Nous voguons rapidement sur la mer
d'Arabie, la mer est calme, personne n'est malade. Aussi, nous en profitions
pour prendre une leçons d'anglais qu'une mère de Sion a bien voulue nous
donner. Hier, nous avons fait une dictée, aujourd'hui, c'est l'arithmétique. Je
n'ai jamais le premier prix mais je suis très contente et très reconnaissante
de son admirable patience et de sa grande bonté.
Mardi 9 novembre .
La mer est assez mauvaise, ce matin, nous
avons le tangage bien plus fatigant que le roulis. Mais je ne veux pas
cependant nous donner à croire que j'ai le mal de mer. Oh! je suis trop égoïste
pour donner à manger aux poissons et je veux toujours tout garder pour moi.

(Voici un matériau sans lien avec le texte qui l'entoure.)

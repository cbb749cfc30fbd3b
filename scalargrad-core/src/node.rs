use num_traits::Float;

/// Stable index of a node inside its owning [`Graph`](crate::graph::Graph) arena.
///
/// Indices are assigned in creation order and never move, so an operand's id is
/// always strictly smaller than the id of any node consuming it.
#[derive(Debug, Clone, Copy, PartialEq, Eq, Hash)]
pub struct NodeId(pub(crate) usize);

impl NodeId {
    pub(crate) fn index(self) -> usize {
        self.0
    }
}

/// The operation that produced a node, together with its operand ids.
///
/// This is the closed variant set the backward engine dispatches on; there are
/// no per-node closures. `Pow` carries its exponent as a plain constant, not
/// as a node.
#[derive(Debug, Clone, Copy, PartialEq)]
pub(crate) enum Op<F> {
    Leaf,
    Add(NodeId, NodeId),
    Mul(NodeId, NodeId),
    Pow(NodeId, F),
    Relu(NodeId),
    Tanh(NodeId),
    Exp(NodeId),
}

impl<F> Op<F> {
    /// Diagnostic tag of the producing operation; `None` for leaves.
    pub(crate) fn label(&self) -> Option<&'static str> {
        match self {
            Op::Leaf => None,
            Op::Add(..) => Some("add"),
            Op::Mul(..) => Some("mul"),
            Op::Pow(..) => Some("pow"),
            Op::Relu(..) => Some("relu"),
            Op::Tanh(..) => Some("tanh"),
            Op::Exp(..) => Some("exp"),
        }
    }

    /// Iterates the node's predecessors in operand order (empty for leaves).
    pub(crate) fn operands(&self) -> impl Iterator<Item = NodeId> {
        let pair = match *self {
            Op::Leaf => [None, None],
            Op::Add(a, b) | Op::Mul(a, b) => [Some(a), Some(b)],
            Op::Pow(a, _) | Op::Relu(a) | Op::Tanh(a) | Op::Exp(a) => [Some(a), None],
        };
        pair.into_iter().flatten()
    }
}

/// A single scalar node: forward value, accumulated gradient, producing op.
#[derive(Debug, Clone, Copy)]
pub(crate) struct Node<F> {
    pub(crate) data: F,
    pub(crate) grad: F,
    pub(crate) op: Op<F>,
}

impl<F: Float> Node<F> {
    pub(crate) fn new(data: F, op: Op<F>) -> Self {
        Node {
            data,
            grad: F::zero(),
            op,
        }
    }

    pub(crate) fn is_leaf(&self) -> bool {
        matches!(self.op, Op::Leaf)
    }
}
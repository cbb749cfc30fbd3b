use crate::graph::Value;
use crate::node::{Node, Op};
use num_traits::Float;

impl<'g, F: Float> Value<'g, F> {
    /// Rectified Linear Unit: `max(0, self)`.
    ///
    /// Backward passes the gradient through only where the input was
    /// strictly positive.
    pub fn relu(self) -> Value<'g, F> {
        let data = self.data().max(F::zero());
        self.graph().push(Node::new(data, Op::Relu(self.id)))
    }

    /// Hyperbolic tangent. Backward uses the closed form `1 - tanh(x)^2`,
    /// read from this node's own output value.
    pub fn tanh(self) -> Value<'g, F> {
        let data = self.data().tanh();
        self.graph().push(Node::new(data, Op::Tanh(self.id)))
    }
}
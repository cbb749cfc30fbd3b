//! Reverse-mode backward engine over the node arena.
//!
//! The graph is built during forward operations; [`Value::backward`]
//! propagates gradients from a root to every reachable node using the chain
//! rule in reverse topological order, accumulating (never overwriting) each
//! node's gradient so that fan-out sums correctly.

pub mod grad_check;

use crate::graph::{Graph, Value};
use crate::node::{Node, NodeId, Op};
use num_traits::Float;

impl<'g, F: Float> Value<'g, F> {
    /// Runs backpropagation from this node to every node reachable from it.
    ///
    /// Seeds this node's gradient with 1 (the derivative of the root with
    /// respect to itself), then applies each reachable node's propagation
    /// rule in reverse topological order, so a node's incoming gradient is
    /// fully accumulated before it is forwarded upstream.
    ///
    /// Gradients are never reset here: calling `backward` again without a
    /// `zero_grad` adds to the existing values, which is how batch gradient
    /// accumulation is expressed. On a bare leaf this seeds the leaf's own
    /// gradient and nothing else.
    pub fn backward(self) {
        backward(self.graph(), self.id());
    }
}

/// Resets the gradient of each listed node to zero.
///
/// Convenience for optimizer-style callers holding a parameter list; see
/// also [`Graph::zero_grad`] for resetting an entire arena.
pub fn zero_grad<F: Float>(nodes: &[Value<'_, F>]) {
    for node in nodes {
        node.zero_grad();
    }
}

fn backward<F: Float>(graph: &Graph<F>, root: NodeId) {
    let mut nodes = graph.nodes.borrow_mut();
    let schedule = reachable_ascending(&nodes, root);
    log::debug!(
        "backward from node {}: {} of {} nodes reachable",
        root.index(),
        schedule.len(),
        nodes.len()
    );

    nodes[root.index()].grad = F::one();

    // Ascending arena order is a topological order (operands strictly precede
    // consumers), so the reverse walk visits the root first and each node
    // only after all of its consumers.
    for &id in schedule.iter().rev() {
        propagate(&mut nodes, id);
    }
}

/// Marks the subgraph reachable from `root` and returns it in ascending
/// index order. Iterative depth-first search; shared subexpressions are
/// visited once.
fn reachable_ascending<F: Float>(nodes: &[Node<F>], root: NodeId) -> Vec<NodeId> {
    let mut visited = vec![false; nodes.len()];
    let mut stack = vec![root];
    visited[root.index()] = true;

    while let Some(id) = stack.pop() {
        for operand in nodes[id.index()].op.operands() {
            if !visited[operand.index()] {
                visited[operand.index()] = true;
                stack.push(operand);
            }
        }
    }

    visited
        .iter()
        .enumerate()
        .filter_map(|(index, &seen)| seen.then_some(NodeId(index)))
        .collect()
}

/// Applies one node's local gradient-propagation rule, dispatched by op tag.
///
/// Reads the node's fully-accumulated gradient and accumulates the chain-rule
/// contribution into each operand's gradient. Leaves are a no-op.
fn propagate<F: Float>(nodes: &mut [Node<F>], id: NodeId) {
    let Node { data, grad, op } = nodes[id.index()];
    match op {
        Op::Leaf => {}
        Op::Add(a, b) => {
            nodes[a.index()].grad = nodes[a.index()].grad + grad;
            nodes[b.index()].grad = nodes[b.index()].grad + grad;
        }
        Op::Mul(a, b) => {
            // Read both operand values before touching gradients so the
            // a == b fan-in case stays well-defined.
            let da = nodes[b.index()].data * grad;
            let db = nodes[a.index()].data * grad;
            nodes[a.index()].grad = nodes[a.index()].grad + da;
            nodes[b.index()].grad = nodes[b.index()].grad + db;
        }
        Op::Pow(a, exponent) => {
            let base = nodes[a.index()].data;
            let local = exponent * base.powf(exponent - F::one());
            nodes[a.index()].grad = nodes[a.index()].grad + local * grad;
        }
        Op::Relu(a) => {
            if nodes[a.index()].data > F::zero() {
                nodes[a.index()].grad = nodes[a.index()].grad + grad;
            }
        }
        Op::Tanh(a) => {
            let local = F::one() - data * data;
            nodes[a.index()].grad = nodes[a.index()].grad + local * grad;
        }
        Op::Exp(a) => {
            nodes[a.index()].grad = nodes[a.index()].grad + data * grad;
        }
    }
}
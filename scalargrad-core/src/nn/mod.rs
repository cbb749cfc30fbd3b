// Neural-network primitives composed from graph leaves: the Module trait,
// parameter initialization, and the Neuron/Layer/Mlp stack.

pub mod init;
pub mod layer;
pub mod mlp;
pub mod module; // Trait Module
pub mod neuron;

// Re-export common items
pub use layer::Layer;
pub use mlp::Mlp;
pub use module::Module;
pub use neuron::Neuron;
use crate::error::ScalarGradError;
use crate::graph::{Graph, Value};
use crate::nn::module::Module;
use crate::nn::neuron::Neuron;
use num_traits::Float;
use rand::distributions::uniform::SampleUniform;
use rand::Rng;

/// A fully-connected layer: `n_outputs` neurons all consuming the same
/// input vector.
#[derive(Debug)]
pub struct Layer<'g, F: Float> {
    neurons: Vec<Neuron<'g, F>>,
    n_inputs: usize,
}

impl<'g, F: Float> Layer<'g, F> {
    pub fn new<R>(
        graph: &'g Graph<F>,
        n_inputs: usize,
        n_outputs: usize,
        nonlinear: bool,
        rng: &mut R,
    ) -> Result<Self, ScalarGradError>
    where
        F: SampleUniform,
        R: Rng + ?Sized,
    {
        if n_outputs == 0 {
            return Err(ScalarGradError::EmptyNetwork {
                reason: "layer requires at least one neuron".to_string(),
            });
        }
        let neurons = (0..n_outputs)
            .map(|_| Neuron::new(graph, n_inputs, nonlinear, rng))
            .collect::<Result<Vec<_>, _>>()?;
        Ok(Layer { neurons, n_inputs })
    }

    pub fn n_inputs(&self) -> usize {
        self.n_inputs
    }

    pub fn n_outputs(&self) -> usize {
        self.neurons.len()
    }

    /// Applies every neuron to the same input sequence.
    ///
    /// The width check happens once up front, before any neuron has
    /// constructed a node.
    pub fn forward(&self, inputs: &[Value<'g, F>]) -> Result<Vec<Value<'g, F>>, ScalarGradError> {
        if inputs.len() != self.n_inputs {
            return Err(ScalarGradError::ShapeMismatch {
                expected: self.n_inputs,
                actual: inputs.len(),
                operation: "Layer::forward".to_string(),
            });
        }
        self.neurons
            .iter()
            .map(|neuron| neuron.forward(inputs))
            .collect()
    }
}

impl<'g, F: Float> Module<'g, F> for Layer<'g, F> {
    fn parameters(&self) -> Vec<Value<'g, F>> {
        self.neurons
            .iter()
            .flat_map(|neuron| neuron.parameters())
            .collect()
    }
}

// --- Tests ---
#[cfg(test)]
mod tests {
    use super::*;
    use rand::rngs::StdRng;
    use rand::SeedableRng;

    #[test]
    fn test_layer_output_width() {
        let g = Graph::new();
        let mut rng = StdRng::seed_from_u64(9);
        let layer = Layer::new(&g, 3, 5, true, &mut rng).unwrap();
        assert_eq!(layer.n_inputs(), 3);
        assert_eq!(layer.n_outputs(), 5);

        let x = [g.value(0.1), g.value(0.2), g.value(0.3)];
        let out = layer.forward(&x).unwrap();
        assert_eq!(out.len(), 5);
    }

    #[test]
    fn test_layer_parameter_count() {
        let g: Graph<f64> = Graph::new();
        let mut rng = StdRng::seed_from_u64(9);
        let layer = Layer::new(&g, 4, 2, true, &mut rng).unwrap();
        // Two neurons, each 4 weights + 1 bias.
        assert_eq!(layer.parameters().len(), 10);
    }

    #[test]
    fn test_layer_shape_mismatch_leaves_graph_untouched() {
        let g = Graph::new();
        let mut rng = StdRng::seed_from_u64(9);
        let layer = Layer::new(&g, 2, 3, false, &mut rng).unwrap();
        let x = [g.value(1.0)];
        let len_before = g.len();

        let err = layer.forward(&x).unwrap_err();
        assert!(matches!(err, ScalarGradError::ShapeMismatch { .. }));
        assert_eq!(g.len(), len_before);
    }

    #[test]
    fn test_zero_neurons_rejected() {
        let g: Graph<f64> = Graph::new();
        let mut rng = StdRng::seed_from_u64(9);
        let err = Layer::new(&g, 3, 0, true, &mut rng).unwrap_err();
        assert!(matches!(err, ScalarGradError::EmptyNetwork { .. }));
    }
}
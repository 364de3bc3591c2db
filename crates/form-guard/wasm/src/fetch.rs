//! Availability checks over `fetch`

use async_trait::async_trait;
use form_guard_core::{AvailabilityClient, AvailabilityError, AvailabilityRequest, AvailabilityResponse};
use gloo_net::http::Request;

/// POSTs availability checks to the registration endpoint
#[derive(Debug, Clone)]
pub struct FetchAvailabilityClient {
    endpoint: String,
}

impl FetchAvailabilityClient {
    pub fn new(endpoint: impl Into<String>) -> Self {
        Self {
            endpoint: endpoint.into(),
        }
    }

    pub fn endpoint(&self) -> &str {
        &self.endpoint
    }
}

#[async_trait(?Send)]
impl AvailabilityClient for FetchAvailabilityClient {
    async fn check(
        &self,
        request: &AvailabilityRequest,
    ) -> Result<AvailabilityResponse, AvailabilityError> {
        let response = Request::post(&self.endpoint)
            .header("Content-Type", "application/json")
            .json(request)
            .map_err(|e| AvailabilityError::Encode(e.to_string()))?
            .send()
            .await
            .map_err(|e| AvailabilityError::Network(e.to_string()))?;

        if !response.ok() {
            return Err(AvailabilityError::Status(response.status()));
        }

        response
            .json::<AvailabilityResponse>()
            .await
            .map_err(|e| AvailabilityError::Decode(e.to_string()))
    }
}
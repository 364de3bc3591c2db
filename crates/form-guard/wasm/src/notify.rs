//! NotificationCenter: renders toasts into the page

use std::cell::Cell;
use std::rc::Rc;

use form_guard_core::toast::TOAST_CLASS;
use form_guard_core::{Notice, Severity, ToastEvent, ToastPhase, ToastTimings, NOTIFICATION_STYLES, SHOW_CLASS};
use gloo_timers::callback::Timeout;
use once_cell::unsync::OnceCell;
use wasm_bindgen::prelude::*;
use wasm_bindgen::JsCast;
use web_sys::{AddEventListenerOptions, Document, Element, Event};

use crate::dom::DomError;

/// Marks the stylesheet this crate inserts
pub const STYLE_MARKER_ATTR: &str = "data-form-guard";

/// Creates, shows, hides and removes toasts.
///
/// One center per page; its stylesheet guard makes the presentation rules
/// land in `<head>` at most once no matter how many toasts are raised.
pub struct NotificationCenter {
    document: Document,
    timings: ToastTimings,
    styles: OnceCell<Element>,
}

impl NotificationCenter {
    pub fn new(document: Document, timings: ToastTimings) -> Self {
        Self {
            document,
            timings,
            styles: OnceCell::new(),
        }
    }

    /// Shows `message` as a toast. Failures are logged, never raised.
    pub fn notify(&self, message: &str, severity: Severity) {
        if let Err(err) = self.try_notify(message, severity) {
            tracing::error!("Could not show notification {:?}: {}", message, err);
        }
    }

    pub fn show(&self, notice: &Notice) {
        self.notify(&notice.message, notice.severity);
    }

    /// Shows a toast and hands back its element
    pub fn try_notify(&self, message: &str, severity: Severity) -> Result<Element, DomError> {
        self.ensure_styles()?;

        let body = self.document.body().ok_or(DomError::Missing("body"))?;
        let toast = self.document.create_element("div")?;
        toast.set_text_content(Some(message));
        toast.set_class_name(&severity.toast_class_name());
        body.append_child(&toast)?;

        tracing::debug!(?severity, "toast created");
        schedule_lifecycle(toast.clone(), self.timings);
        Ok(toast)
    }

    fn ensure_styles(&self) -> Result<(), DomError> {
        self.styles.get_or_try_init(|| self.inject_styles())?;
        Ok(())
    }

    fn inject_styles(&self) -> Result<Element, DomError> {
        let head = self.document.head().ok_or(DomError::Missing("head"))?;
        let style = self.document.create_element("style")?;
        style.set_attribute(STYLE_MARKER_ATTR, "")?;
        style.set_text_content(Some(NOTIFICATION_STYLES));
        head.append_child(&style)?;
        Ok(style)
    }
}

/// Wires the show timer, the hide timer and the one-shot removal listener.
///
/// Removal waits for the exit transition's `transitionend`, so the toast
/// never disappears before it has faded out.
fn schedule_lifecycle(toast: Element, timings: ToastTimings) {
    let phase = Rc::new(Cell::new(ToastPhase::Created));

    {
        let toast = toast.clone();
        let phase = phase.clone();
        Timeout::new(timings.show_delay_ms, move || {
            if let Err(err) = toast.class_list().add_1(SHOW_CLASS) {
                tracing::warn!("Could not show toast: {:?}", err);
            }
            advance(&phase, ToastEvent::ShowDelayElapsed);
        })
        .forget();
    }

    Timeout::new(timings.hide_after_ms, move || {
        if let Err(err) = toast.class_list().remove_1(SHOW_CLASS) {
            tracing::warn!("Could not hide toast: {:?}", err);
        }
        advance(&phase, ToastEvent::HideDelayElapsed);

        let removed = toast.clone();
        let on_end = Closure::once_into_js(move |_event: Event| {
            if !advance(&phase, ToastEvent::TransitionEnded).is_attached() {
                removed.remove();
            }
        });

        let options = AddEventListenerOptions::new();
        options.set_once(true);
        if let Err(err) = toast.add_event_listener_with_callback_and_add_event_listener_options(
            "transitionend",
            on_end.unchecked_ref(),
            &options,
        ) {
            tracing::error!("Could not schedule toast removal: {:?}", err);
            toast.remove();
        }
    })
    .forget();
}

fn advance(phase: &Cell<ToastPhase>, event: ToastEvent) -> ToastPhase {
    match phase.get().advance(event) {
        Ok(next) => phase.set(next),
        Err(err) => tracing::debug!("{}", err),
    }
    phase.get()
}

/// Number of toasts currently in the page
pub fn toast_count(document: &Document) -> u32 {
    document
        .get_elements_by_class_name(TOAST_CLASS)
        .length()
}
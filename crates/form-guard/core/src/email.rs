//! Email format validation

use once_cell::sync::Lazy;
use regex::Regex;

/// Email shape accepted by the registration form.
///
/// Character classes are lowercase only: `User@Example.com` is rejected the
/// same way the server-rendered form always rejected it.
static EMAIL_PATTERN: Lazy<Regex> = Lazy::new(|| {
    Regex::new(concat!(
        r"^[a-z0-9!#$%&'*+/=?^_`{|}~-]+(?:\.[a-z0-9!#$%&'*+/=?^_`{|}~-]+)*",
        r"@(?:[a-z0-9](?:[a-z0-9-]*[a-z0-9])?\.)+[a-z0-9](?:[a-z0-9-]*[a-z0-9])?$",
    ))
    .expect("email pattern is a valid regex")
});

/// Validates email format
///
/// Checks for:
/// - A dot-separated local part of lowercase letters, digits and RFC 5322 atext symbols
/// - Exactly one '@'
/// - At least two domain labels, none starting or ending with '-'
pub fn is_valid_email(email: &str) -> bool {
    EMAIL_PATTERN.is_match(email)
}
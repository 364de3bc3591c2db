//! FormGuard Core
//!
//! Pure Rust validation and feedback rules for the entrepreneur registration form.
//! Used by the WASM crate for client-side wiring and testable natively without a browser.

pub mod availability;
pub mod config;
pub mod email;
pub mod form;
pub mod gate;
pub mod password;
pub mod sanitize;
pub mod state;
pub mod toast;

// Re-export the types the browser layer works with
pub use availability::{
    AvailabilityClient, AvailabilityError, AvailabilityRequest, AvailabilityResponse, BlurOutcome,
    EmailCheck, RequestToken, RequestTokens,
};
pub use config::{GuardConfig, Messages, Selectors};
pub use email::is_valid_email;
pub use form::{humanize_field_name, FieldRef, FormView};
pub use gate::{Rule, SubmitGate, Violation};
pub use password::{check_password_strength, password_notice, PasswordRequirement, PasswordVisibility};
pub use sanitize::digits_only;
pub use state::{PageEvent, PageState, StateError};
pub use toast::{Notice, Severity, ToastEvent, ToastPhase, ToastTimings, NOTIFICATION_STYLES, SHOW_CLASS};
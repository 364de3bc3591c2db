//! DOM access helpers and the live-form `FormView`

use form_guard_core::{FieldRef, FormView};
use thiserror::Error;
use wasm_bindgen::prelude::*;
use wasm_bindgen::JsCast;
use web_sys::{
    Document, Element, HtmlElement, HtmlFormElement, HtmlInputElement, HtmlSelectElement,
    HtmlTextAreaElement, Window,
};

/// Failure talking to the page
#[derive(Debug, Error)]
pub enum DomError {
    #[error("no global window")]
    NoWindow,

    #[error("window has no document")]
    NoDocument,

    #[error("document has no {0}")]
    Missing(&'static str),

    #[error("DOM call failed: {0}")]
    Js(String),
}

impl From<JsValue> for DomError {
    fn from(value: JsValue) -> Self {
        DomError::Js(value.as_string().unwrap_or_else(|| format!("{:?}", value)))
    }
}

impl From<DomError> for JsValue {
    fn from(err: DomError) -> Self {
        JsValue::from_str(&err.to_string())
    }
}

pub fn window() -> Result<Window, DomError> {
    web_sys::window().ok_or(DomError::NoWindow)
}

pub fn document() -> Result<Document, DomError> {
    window()?.document().ok_or(DomError::NoDocument)
}

/// Looks up an `<input>` by id
pub fn input_by_id(document: &Document, id: &str) -> Option<HtmlInputElement> {
    document
        .get_element_by_id(id)
        .and_then(|el| el.dyn_into::<HtmlInputElement>().ok())
}

/// Value of an input, select or textarea; `None` for anything else
fn control_value(element: &Element) -> Option<String> {
    if let Some(input) = element.dyn_ref::<HtmlInputElement>() {
        return Some(input.value());
    }
    if let Some(select) = element.dyn_ref::<HtmlSelectElement>() {
        return Some(select.value());
    }
    if let Some(textarea) = element.dyn_ref::<HtmlTextAreaElement>() {
        return Some(textarea.value());
    }
    None
}

fn control_placeholder(element: &Element) -> Option<String> {
    if let Some(input) = element.dyn_ref::<HtmlInputElement>() {
        return Some(input.placeholder());
    }
    if let Some(textarea) = element.dyn_ref::<HtmlTextAreaElement>() {
        return Some(textarea.placeholder());
    }
    None
}

/// The registration form as it currently stands in the page.
///
/// Names resolve inside the form; ids resolve page-wide.
#[derive(Debug, Clone)]
pub struct DomForm {
    document: Document,
    form: HtmlFormElement,
}

impl DomForm {
    pub fn new(document: Document, form: HtmlFormElement) -> Self {
        Self { document, form }
    }

    /// Finds the form by id, `None` when the page has no such form
    pub fn find(document: &Document, form_id: &str) -> Option<Self> {
        document
            .get_element_by_id(form_id)
            .and_then(|el| el.dyn_into::<HtmlFormElement>().ok())
            .map(|form| Self::new(document.clone(), form))
    }

    pub fn element(&self) -> &HtmlFormElement {
        &self.form
    }

    fn lookup(&self, field: &FieldRef) -> Option<Element> {
        match field {
            FieldRef::Name(name) => self
                .form
                .query_selector(&format!("[name=\"{}\"]", name))
                .ok()
                .flatten(),
            FieldRef::Id(id) => self.document.get_element_by_id(id),
        }
    }

    /// Moves keyboard focus to a control, if it exists
    pub fn focus(&self, field: &FieldRef) {
        let Some(element) = self
            .lookup(field)
            .and_then(|el| el.dyn_into::<HtmlElement>().ok())
        else {
            return;
        };

        if let Err(err) = element.focus() {
            tracing::warn!("Could not focus {}: {:?}", field.key(), err);
        }
    }
}

impl FormView for DomForm {
    fn value(&self, field: &FieldRef) -> Option<String> {
        self.lookup(field).and_then(|el| control_value(&el))
    }

    fn placeholder(&self, field: &FieldRef) -> Option<String> {
        self.lookup(field).and_then(|el| control_placeholder(&el))
    }

    fn any_checked(&self, group: &str) -> bool {
        self.form
            .query_selector(&format!("input[name=\"{}\"]:checked", group))
            .ok()
            .flatten()
            .is_some()
    }

    fn is_checked(&self, field: &FieldRef) -> Option<bool> {
        self.lookup(field)
            .and_then(|el| el.dyn_into::<HtmlInputElement>().ok())
            .map(|input| input.checked())
    }
}
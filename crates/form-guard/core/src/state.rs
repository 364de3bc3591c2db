//! Page lifecycle

use thiserror::Error;

/// Where the registration page is in its lifecycle
#[derive(Debug, Clone, Copy, PartialEq, Eq, Default)]
pub enum PageState {
    /// Listeners not yet attached
    #[default]
    Loaded,
    /// Flash messages relayed, handlers live
    Interactive,
    /// Submit gate running
    Submitting,
    /// Gate refused the submission; the page keeps accepting input
    Blocked,
    /// Native submission under way
    Submitted,
}

#[derive(Debug, Clone, Copy, PartialEq, Eq)]
pub enum PageEvent {
    FlashRelayed,
    Interaction,
    SubmitRequested,
    GateBlocked,
    GatePassed,
}

#[derive(Debug, Clone, Copy, PartialEq, Eq, Error)]
#[error("page event {event:?} is not valid in state {state:?}")]
pub struct StateError {
    pub state: PageState,
    pub event: PageEvent,
}

impl PageState {
    pub fn next(self, event: PageEvent) -> Result<Self, StateError> {
        use PageEvent::*;
        use PageState::*;

        match (self, event) {
            (Loaded, FlashRelayed) => Ok(Interactive),
            (Interactive | Blocked, Interaction) => Ok(Interactive),
            (Interactive | Blocked, SubmitRequested) => Ok(Submitting),
            (Submitting, GateBlocked) => Ok(Blocked),
            (Submitting, GatePassed) => Ok(Submitted),
            (state, event) => Err(StateError { state, event }),
        }
    }

    /// Whether field handlers should still react
    pub fn accepts_input(self) -> bool {
        matches!(self, PageState::Interactive | PageState::Blocked)
    }
}

#[cfg(test)]
mod tests {
    use super::*;

    #[test]
    fn test_blocked_submission_returns_to_interactive() {
        let state = PageState::Loaded
            .next(PageEvent::FlashRelayed)
            .and_then(|s| s.next(PageEvent::SubmitRequested))
            .and_then(|s| s.next(PageEvent::GateBlocked))
            .unwrap();
        assert_eq!(state, PageState::Blocked);
        assert!(state.accepts_input());

        assert_eq!(state.next(PageEvent::Interaction), Ok(PageState::Interactive));
        assert_eq!(state.next(PageEvent::SubmitRequested), Ok(PageState::Submitting));
    }

    #[test]
    fn test_passed_submission_is_final() {
        let submitted = PageState::Submitting.next(PageEvent::GatePassed).unwrap();
        assert_eq!(submitted, PageState::Submitted);
        assert!(!submitted.accepts_input());

        let err = submitted.next(PageEvent::SubmitRequested).unwrap_err();
        assert_eq!(err.state, PageState::Submitted);
    }

    #[test]
    fn test_flash_relay_fires_once() {
        assert!(PageState::Interactive.next(PageEvent::FlashRelayed).is_err());
    }

    #[test]
    fn test_no_submit_before_load_completes() {
        assert!(PageState::Loaded.next(PageEvent::SubmitRequested).is_err());
        assert!(!PageState::Loaded.accepts_input());
    }
}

Nous voyons la terre par moments et c'est parce que nous sommes près des côtes
que la mer est mauvaise. Nous nous faisons du bon sang car nous avançons
rapidement et pensons arriver à Colombo vers 1 heure du matin. Là, nous y
séjournerons un jour pour faire provision de charbon. Courge, nous sommes
presque à la moitié du voyage et quatre d'entre nous n'ont jamais eu le mal de
mer.
Vendredi 12 novembre .
Voici que j'ai fait la paresseuse pendant 2
jours et aujourd'hui, je dois me rattraper. Nous sommes arrivés à Colombo dans
la nuit du mardi au mercredi. Nous avons pu descendre à terre vers les 9
heures, ce qui nous fait grand plaisir. La mer a été très mauvaise. Hier, nous
sommes allées chez les petites sœurs des pauvres. Elles nous ont reçu à bras
ouverts et nous ont offert un gracieux dîner. Elles nous ont fait visiter leur
très grande maison. Elles accueillent beaucoup de personnes âgées. Nous avons
remarqué la plus grande propreté dans les appartements et surtout à la chapelle
où se faisait le grand nettoyage. Pour cela, une femme montait en haut d'une
échelle de 50 mètres de haut pour essuyer la voûte. Et puis quel bonheur pour
nous de voir le tabernacle abritant Jésus. Je constate maintenant le bon temps
du noviciat où je pourrais le voir à chaque instant. Nous pouvons aussi nous
confesser et lire les lettres de notre mère et du noviciat. Oh! lettres de
France, que vous êtes bien reçus. La petite ville de Colombo est très belle.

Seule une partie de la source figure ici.